When lockdown struck a few months ago and homes became offices, schools and gyms, many found it hard to cope with the lack of green space and sometimes even natural light in these new conditions. For many, the impact of the design of housing and neighbourhoods has never been felt so strongly as it has during lockdown, particularly for vulnerable individuals who have been unable to leave their homes.
Professor Samuel from Reading’s School of Architecture explains how the function of homes and neighbourhoods has changed in the last few months, and what research is being undertaken to make them more resilient for the future.
An unequal lockdown
Reflecting on the past few months, Professor Samuel said:
“Homes have had to adapt radically to accommodate home working, schooling and exercise regimes while hopefully offering a positive environment to support health and wellbeing by providing access to natural light and green open space.
“In functional neighbourhoods, networks have developed – often online – to help the ill, frail and elderly. Deliveries of food from local shops and farms have reawakened an awareness of the ‘local’ and keeping fit has been easy in a network of local parks and safe streets. All of this, consolidated by the weekly presence of neighbours on their doorsteps clapping in support of the NHS, has built a new sense of community.
“But for many in less fortunate situations, poor community links and little access to safe outside spaces has been the overriding experience. And for many living in flats that have been converted from offices, the situation has been particularly bad. Many of these spaces lack natural light and are inappropriate for human habitation [Park, 2019].
“Unhealthy and poor-quality housing, financial worries, isolation and loneliness have exacerbated inequalities and impacted on mental and physical health. And whilst there has been evidence of a reduction in pollution caused by reduced transport activity, recycling and garden waste are now in many cases being sent to landfill.”

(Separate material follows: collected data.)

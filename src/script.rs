//! Injectable script templates
//!
//! The scripts are authored here as static text. Runtime values are spliced in
//! through `__NAME__` placeholders, always as JSON literals.

use serde::Serialize;

use crate::error::Result;
use crate::protocol::{CancelledNotice, ScreenshotResponse};
use crate::InspectorConfig;

/// Name of the host binding the top-frame relay reports to
pub const BRIDGE_BINDING: &str = "__pinokioInspectorBridge";

/// Execution world the scripts run in
pub const WORLD_NAME: &str = "pinokio-inspector";

/// DOM event dispatched in the top frame when navigation ends a session
pub const CANCELLED_EVENT: &str = "pinokio:inspector-cancelled";

/// Stops the overlay if one is active in the frame
pub const STOP_OVERLAY: &str =
    "window.__PINOKIO_INSPECTOR__ && window.__PINOKIO_INSPECTOR__.stop && window.__PINOKIO_INSPECTOR__.stop()";

const OVERLAY_TEMPLATE: &str = r#"
(() => {
    const CAPTURE_DELAY_MS = __CAPTURE_DELAY_MS__;
    const SCREENSHOT_TIMEOUT_MS = __SCREENSHOT_TIMEOUT_MS__;
    const PATH_DEPTH = __PATH_DEPTH__;
    const HIGHLIGHT_BORDER = __HIGHLIGHT_BORDER__;
    const HIGHLIGHT_FILL = __HIGHLIGHT_FILL__;

    const post = (type, fields) => {
        try {
            const message = Object.assign({ type, frameUrl: window.location.href }, fields || {});
            window.parent.postMessage({ pinokioInspector: message }, '*');
        } catch (_) {}
    };

    try {
        const previous = window.__PINOKIO_INSPECTOR__;
        if (previous && typeof previous.stop === 'function') {
            previous.stop();
        }

        const box = document.createElement('div');
        box.style.position = 'fixed';
        box.style.pointerEvents = 'none';
        box.style.border = HIGHLIGHT_BORDER;
        box.style.background = HIGHLIGHT_FILL;
        box.style.zIndex = '2147483647';
        box.style.display = 'none';
        document.documentElement.appendChild(box);

        let active = true;

        const hide = () => { box.style.display = 'none'; };

        const highlight = (target) => {
            if (!active || !target || typeof target.getBoundingClientRect !== 'function') {
                hide();
                return;
            }
            const rect = target.getBoundingClientRect();
            if (!rect || rect.width <= 0 || rect.height <= 0) {
                hide();
                return;
            }
            box.style.display = 'block';
            box.style.left = rect.left + 'px';
            box.style.top = rect.top + 'px';
            box.style.width = rect.width + 'px';
            box.style.height = rect.height + 'px';
        };

        const pathKeys = (node) => {
            const keys = [];
            let current = node;
            while (current && current.nodeType === Node.ELEMENT_NODE && keys.length < PATH_DEPTH) {
                let key = current.tagName ? current.tagName.toLowerCase() : 'element';
                if (current.id) {
                    key += '#' + current.id;
                } else if (current.classList && current.classList.length) {
                    key += '.' + Array.from(current.classList).slice(0, 2).join('.');
                }
                keys.push(key);
                current = current.parentElement;
            }
            return keys.reverse();
        };

        const requestScreenshot = (target) => new Promise((resolve, reject) => {
            const rect = target.getBoundingClientRect();
            const messageId = 'screenshot_' + Date.now() + '_' + Math.random().toString(36).slice(2, 11);
            const request = {
                type: 'screenshot',
                bounds: {
                    x: Math.round(rect.left),
                    y: Math.round(rect.top),
                    width: Math.max(1, Math.round(rect.width)),
                    height: Math.max(1, Math.round(rect.height))
                },
                devicePixelRatio: window.devicePixelRatio || 1,
                frameUrl: window.location.href,
                __pinokioRelayStage: 0,
                __pinokioRelayComplete: window === window.top
            };
            let timer = null;
            const onResponse = (event) => {
                const data = event.data;
                if (!data || !data.pinokioScreenshotResponse || data.messageId !== messageId) return;
                window.removeEventListener('message', onResponse);
                clearTimeout(timer);
                if (data.success) {
                    resolve(data.screenshot);
                } else {
                    reject(new Error(data.error || 'Screenshot failed'));
                }
            };
            window.addEventListener('message', onResponse);
            timer = setTimeout(() => {
                window.removeEventListener('message', onResponse);
                reject(new Error('Screenshot timeout'));
            }, SCREENSHOT_TIMEOUT_MS);
            window.parent.postMessage({ pinokioScreenshotRequest: request, messageId }, '*');
        });

        const onMove = (event) => {
            if (!active) return;
            const target = event.target;
            highlight(target);
            post('update', {
                nodeName: target && target.tagName ? target.tagName.toLowerCase() : '',
                pathKeys: pathKeys(target)
            });
        };

        const swallow = (event) => {
            if (!active) return;
            event.preventDefault();
            event.stopPropagation();
        };

        const onClick = async (event) => {
            if (!active) return;
            event.preventDefault();
            event.stopPropagation();

            const target = event.target;
            const outerHTML = target && target.outerHTML ? target.outerHTML : '';
            hide();
            await new Promise((resolve) => setTimeout(resolve, CAPTURE_DELAY_MS));

            let screenshot = null;
            try {
                screenshot = await requestScreenshot(target);
            } catch (_) {
                screenshot = null;
            }

            post('complete', { outerHTML, pathKeys: pathKeys(target), screenshot });
            stop();
        };

        const onKey = (event) => {
            if (!active) return;
            if (event.key === 'Escape') {
                post('cancelled', {});
                stop();
            }
        };

        const stop = () => {
            if (!active) return;
            active = false;
            document.removeEventListener('mousemove', onMove, true);
            document.removeEventListener('mouseover', onMove, true);
            document.removeEventListener('mousedown', swallow, true);
            document.removeEventListener('click', onClick, true);
            window.removeEventListener('keydown', onKey, true);
            if (box.parentNode) {
                box.parentNode.removeChild(box);
            }
            window.__PINOKIO_INSPECTOR__ = null;
        };

        document.addEventListener('mousemove', onMove, true);
        document.addEventListener('mouseover', onMove, true);
        document.addEventListener('mousedown', swallow, true);
        document.addEventListener('click', onClick, true);
        window.addEventListener('keydown', onKey, true);

        window.__PINOKIO_INSPECTOR__ = { stop };
        post('started', {});
        return true;
    } catch (error) {
        post('error', { message: error && error.message ? error.message : String(error) });
        return false;
    }
})()
"#;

The question now is: how can we build on the positives to ensure future housing provides more functional neighbourhoods?
Improving housing designs
As part of a series of projects coordinated by the UK Collaborative Centre for Housing Evidence (CaCHE), Professor Samuel and a number of her colleagues are carrying out a research project that focuses on the role of housing and neighbourhood design in resilience.
She explains: “A range of organisations are currently undertaking research into the impact of homes and places on issues relating to their social value – the way in which design can facilitate connections between people, encourage active lifestyles and foster positive emotions, for example, through contact with nature.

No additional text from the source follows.